Methylthioadenosine phosphorylase (MTAP) is a key enzyme in the methionine salvage pathway whose function is to convert 5?-deoxy-5?-methylthioadenosine (MTA) into methionine. Inactivation of MTAP, often by homozygous deletion, is found in both solid and hematologic malignancies and is one of the most frequently observed genetic alterations in human cancer. Previous work from our lab and others has established that MTAP can act as a tumor suppressor gene. However the precise mechanism by which MTAP loss promotes tumorigenesis is still unclear. One possible mechanism involves the accumulation of MTA, which is secreted by MTAP-deleted tumor cells. Structurally, MTA closely resembles adenosine and evidence indicates that it can interact with adenosine receptors. Large-scale genetic screens using shRNA have established that MTAP- deleted cells are especially sensitive to knockdown of a specific protein arginine methyltransferase enzyme (PRMT5), which is responsible for the post-translational symmetric dimethylation modification of arginine residues (sDMA). This modification is frequently observed in proteins involved in mRNA maturation. In preliminary data, we demonstrate that loss of MTAP or addition of extracellular MTA causes a dramatic reduction of the steady-state levels of sDMA-containing proteins. Significantly, when extracellular MTA is added, no increase in intracellular MTA occurs, suggesting that the reduction in sDMA-ylation is due to a signal transduction process. However, our data also suggests that enzymatically inactive MTAP protein itself, independent of MTA, can affect mRNA levels and antagonize the effects of MTA. Thus the overall goal of this proposal is to explore the hypothesis MTAP mediates its tumor suppressor function via two different mechanisms: one involving MTA as an oncometabolite and the other a direct role for the MTAP protein.

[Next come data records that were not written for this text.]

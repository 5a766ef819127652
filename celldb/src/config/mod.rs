use crate::error::Result;
use chrono::{NaiveDate, Utc};
use serde::{Deserialize, Serialize};
use std::path::Path;

/// Engine-wide settings, usually read from a small YAML file
#[derive(Debug, Clone, PartialEq, Serialize, Deserialize)]
#[serde(default)]
pub struct EngineConfig {
    /// Date returned by the `now()` formula function. Defaults to the current UTC date.
    pub today: Option<NaiveDate>,
    /// Label of the trailing group holding rows without a grouped value
    pub no_value_label: String,
    /// Report validation issues as errors instead of warnings
    pub strict_validation: bool,
}

impl Default for EngineConfig {
    fn default() -> Self {
        EngineConfig {
            today: None,
            no_value_label: "No value".to_string(),
            strict_validation: false,
        }
    }
}

impl EngineConfig {
    pub fn today(&self) -> NaiveDate {
        self.today.unwrap_or_else(|| Utc::now().date_naive())
    }
}

/// Parse an engine config YAML file
pub fn parse_config(path: &Path) -> Result<EngineConfig> {
    let content = std::fs::read_to_string(path)?;
    parse_config_str(&content)
}

/// Parse an engine config YAML string. An empty document yields the defaults.
pub fn parse_config_str(content: &str) -> Result<EngineConfig> {
    if content.trim().is_empty() {
        return Ok(EngineConfig::default());
    }
    let config: EngineConfig = serde_yaml::from_str(content)?;
    Ok(config)
}

#[cfg(test)]
mod tests {
    use super::*;

    #[test]
    fn test_parse_config() {
        let config = parse_config_str("today: 2024-03-01\nstrict_validation: true\n").unwrap();
        assert_eq!(config.today, NaiveDate::from_ymd_opt(2024, 3, 1));
        assert!(config.strict_validation);
        assert_eq!(config.no_value_label, "No value");
    }

    #[test]
    fn test_empty_config_uses_defaults() {
        assert_eq!(parse_config_str("").unwrap(), EngineConfig::default());
    }

    #[test]
    fn test_config_from_file() {
        let tmp = tempfile::TempDir::new().unwrap();
        let path = tmp.path().join("celldb.yaml");
        std::fs::write(&path, "no_value_label: Unsorted\n").unwrap();
        let config = parse_config(&path).unwrap();
        assert_eq!(config.no_value_label, "Unsorted");
        assert_eq!(config.today, None);
    }
}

The specific aims of the study are: (1) Identify specific proteins and arginine residues that are differentially methylated in response to MTAP; (2) Determine the roles of intracellular and extracellular MTA in the mechanism of sDMA-lyation in cancer cells; and (3) Clarification of the enzymatic vs. non-enzymatic functions of MTAP. These studies are significant because they provide a potential mechanism for understanding the role that MTAP deletion plays in tumorigenesis and may lead to novel therapeutic strategies for MTAP-deleted tumors. In addition, these studies will shed light on how a ?housekeeping? metabolic enzyme can have a novel role as a tumor suppressor gene.
Loss of the methylthioadenosine phosphorylase gene (MTAP) is one of the most frequent genetic alterations found in human cancer. In this proposal, we will explore the mechanism by which MTAP loss affects tumorigenesis. These studies could lead to novel strategies to target MTAP loss and potentially lead to novel treatments to treat cancer.